▶ **Work to be completed**
Return the data that follows exactly, with each line intact.

[Saved data entries]
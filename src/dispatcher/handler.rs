use super::{WebhookContext, WebhookRequest, WebhookResponse};
use crate::error::BoxError;
use async_trait::async_trait;
use std::future::Future;
use std::sync::Arc;

/// Target of a route: anything that can turn a verified webhook into a response
#[async_trait]
pub trait WebhookHandler: Send + Sync {
    async fn handle(
        &self,
        context: &WebhookContext,
        request: &WebhookRequest,
    ) -> Result<WebhookResponse, BoxError>;

    /// Get handler name for identification
    fn handler_name(&self) -> &str {
        "unnamed_handler"
    }
}

/// Handler backed by an async closure
pub struct FnHandler<F> {
    name: String,
    f: F,
}

#[async_trait]
impl<F, Fut> WebhookHandler for FnHandler<F>
where
    F: Fn(WebhookContext, WebhookRequest) -> Fut + Send + Sync,
    Fut: Future<Output = Result<WebhookResponse, BoxError>> + Send,
{
    async fn handle(
        &self,
        context: &WebhookContext,
        request: &WebhookRequest,
    ) -> Result<WebhookResponse, BoxError> {
        (self.f)(context.clone(), request.clone()).await
    }

    fn handler_name(&self) -> &str {
        &self.name
    }
}

/// Wrap an async closure as a [`WebhookHandler`]
pub fn handler_fn<F, Fut>(name: impl Into<String>, f: F) -> Arc<dyn WebhookHandler>
where
    F: Fn(WebhookContext, WebhookRequest) -> Fut + Send + Sync + 'static,
    Fut: Future<Output = Result<WebhookResponse, BoxError>> + Send + 'static,
{
    Arc::new(FnHandler {
        name: name.into(),
        f,
    })
}
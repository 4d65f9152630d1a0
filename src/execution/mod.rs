//! # Execution
//!
//! Handler pools that spread webhook traffic across interchangeable handlers.

pub mod load_balancer;

pub use load_balancer::{LoadBalancer, LoadBalancerConfig, LoadBalancerError, LoadBalancingStrategy};
use proptest::prelude::*;

/// Strategy for a single literal path segment
pub fn segment_strategy() -> impl Strategy<Value = String> {
    "[a-z0-9_]{1,12}"
}

/// Strategy for concrete request paths such as `/wh/orders/42`
pub fn path_strategy() -> impl Strategy<Value = Vec<String>> {
    prop::collection::vec(segment_strategy(), 1..6)
}

/// Strategy for a path together with a mask choosing which segments become `:params`
pub fn path_with_param_mask_strategy() -> impl Strategy<Value = (Vec<String>, Vec<bool>)> {
    path_strategy().prop_flat_map(|segments| {
        let len = segments.len();
        (Just(segments), prop::collection::vec(any::<bool>(), len))
    })
}

/// Strategy for HTTP methods in mixed case
pub fn method_strategy() -> impl Strategy<Value = String> {
    prop_oneof![
        Just("POST".to_string()),
        Just("post".to_string()),
        Just("Put".to_string()),
        Just("GET".to_string()),
        Just("delete".to_string()),
    ]
}

pub fn join_path(segments: &[String]) -> String {
    format!("/{}", segments.join("/"))
}

/// Build a pattern from `segments`, replacing masked segments with `:p{index}`
pub fn to_pattern(segments: &[String], mask: &[bool]) -> String {
    let parts: Vec<String> = segments
        .iter()
        .zip(mask)
        .enumerate()
        .map(|(index, (segment, is_param))| {
            if *is_param {
                format!(":p{index}")
            } else {
                segment.clone()
            }
        })
        .collect();
    join_path(&parts)
}
#![allow(dead_code)]

pub mod strategies;

use dispatch_core::dispatcher::{handler_fn, WebhookHandler, WebhookResponse};
use dispatch_core::BoxError;
use serde_json::json;
use std::sync::atomic::{AtomicU32, Ordering};
use std::sync::Arc;

/// Handler that answers with its own name in `data.handler`
pub fn named_handler(name: &'static str) -> Arc<dyn WebhookHandler> {
    handler_fn(name, move |_ctx, _req| async move {
        Ok(WebhookResponse::ok(json!({ "handler": name })))
    })
}

/// Handler that always fails and counts its invocations
pub fn failing_handler(name: &'static str, calls: Arc<AtomicU32>) -> Arc<dyn WebhookHandler> {
    handler_fn(name, move |_ctx, _req| {
        let calls = Arc::clone(&calls);
        async move {
            calls.fetch_add(1, Ordering::SeqCst);
            Err::<WebhookResponse, BoxError>(format!("{name} unavailable").into())
        }
    })
}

▶ **Reply**
filename src/dispatcher/handler.rs
use super::{WebhookContext, WebhookRequest, WebhookResponse};
use crate::error::BoxError;
use async_trait::async_trait;
use std::future::Future;
use std::sync::Arc;

/// Target of a route: anything that can turn a verified webhook into a response
#[async_trait]
pub trait WebhookHandler: Send + Sync {
    async fn handle(
        &self,
        context: &WebhookContext,
        request: &WebhookRequest,
    ) -> Result<WebhookResponse, BoxError>;

    /// Get handler name for identification
    fn handler_name(&self) -> &str {
        "unnamed_handler"
    }
}

/// Handler backed by an async closure
pub struct FnHandler<F> {
    name: String,
    f: F,
}

#[async_trait]
impl<F, Fut> WebhookHandler for FnHandler<F>
where
    F: Fn(WebhookContext, WebhookRequest) -> Fut + Send + Sync,
    Fut: Future<Output = Result<WebhookResponse, BoxError>> + Send,
{
    async fn handle(
        &self,
        context: &WebhookContext,
        request: &WebhookRequest,
    ) -> Result<WebhookResponse, BoxError> {
        (self.f)(context.clone(), request.clone()).await
    }

    fn handler_name(&self) -> &str {
        &self.name
    }
}

/// Wrap an async closure as a [`WebhookHandler`]
pub fn handler_fn<F, Fut>(name: impl Into<String>, f: F) -> Arc<dyn WebhookHandler>
where
    F: Fn(WebhookContext, WebhookRequest) -> Fut + Send + Sync + 'static,
    Fut: Future<Output = Result<WebhookResponse, BoxError>> + Send + 'static,
{
    Arc::new(FnHandler {
        name: name.into(),
        f,
    })
}
repository 4d65f9152630d1a0
filename src/execution/mod.rs
//! # Execution
//!
//! Handler pools that spread webhook traffic across interchangeable handlers.

pub mod load_balancer;

pub use load_balancer::{LoadBalancer, LoadBalancerConfig, LoadBalancerError, LoadBalancingStrategy};
use proptest::prelude::*;

/// Strategy for a single literal path segment
pub fn segment_strategy() -> impl Strategy<Value = String> {
    "[a-z0-9_]{1,12}"
}

/// Strategy for concrete request paths such as `/wh/orders/42`
pub fn path_strategy() -> impl Strategy<Value = Vec<String>> {
    prop::collection::vec(segment_strategy(), 1..6)
}

/// Strategy for a path together with a mask choosing which segments become `:params`
pub fn path_with_param_mask_strategy() -> impl Strategy<Value = (Vec<String>, Vec<bool>)> {
    path_strategy().prop_flat_map(|segments| {
        let len = segments.len();
        (Just(segments), prop::collection::vec(any::<bool>(), len))
    })
}

/// Strategy for HTTP methods in mixed case
pub fn method_strategy() -> impl Strategy<Value = String> {
    prop_oneof![
        Just("POST".to_string()),
        Just("post".to_string()),
        Just("Put".to_string()),
        Just("GET".to_string()),
        Just("delete".to_string()),
    ]
}

pub fn join_path(segments: &[String]) -> String {
    format!("/{}", segments.join("/"))
}

/// Build a pattern from `segments`, replacing masked segments with `:p{index}`
pub fn to_pattern(segments: &[String], mask: &[bool]) -> String {
    let parts: Vec<String> = segments
        .iter()
        .zip(mask)
        .enumerate()
        .map(|(index, (segment, is_param))| {
            if *is_param {
                format!(":p{index}")
            } else {
                segment.clone()
            }
        })
        .collect();
    join_path(&parts)
}
#![allow(dead_code)]

pub mod strategies;

use dispatch_core::dispatcher::{handler_fn, WebhookHandler, WebhookResponse};
use dispatch_core::BoxError;
use serde_json::json;
use std::sync::atomic::{AtomicU32, Ordering};
use std::sync::Arc;

/// Handler that answers with its own name in `data.handler`
pub fn named_handler(name: &'static str) -> Arc<dyn WebhookHandler> {
    handler_fn(name, move |_ctx, _req| async move {
        Ok(WebhookResponse::ok(json!({ "handler": name })))
    })
}

/// Handler that always fails and counts its invocations
pub fn failing_handler(name: &'static str, calls: Arc<AtomicU32>) -> Arc<dyn WebhookHandler> {
    handler_fn(name, move |_ctx, _req| {
        let calls = Arc::clone(&calls);
        async move {
            calls.fetch_add(1, Ordering::SeqCst);
            Err::<WebhookResponse, BoxError>(format!("{name} unavailable").into())
        }
    })
}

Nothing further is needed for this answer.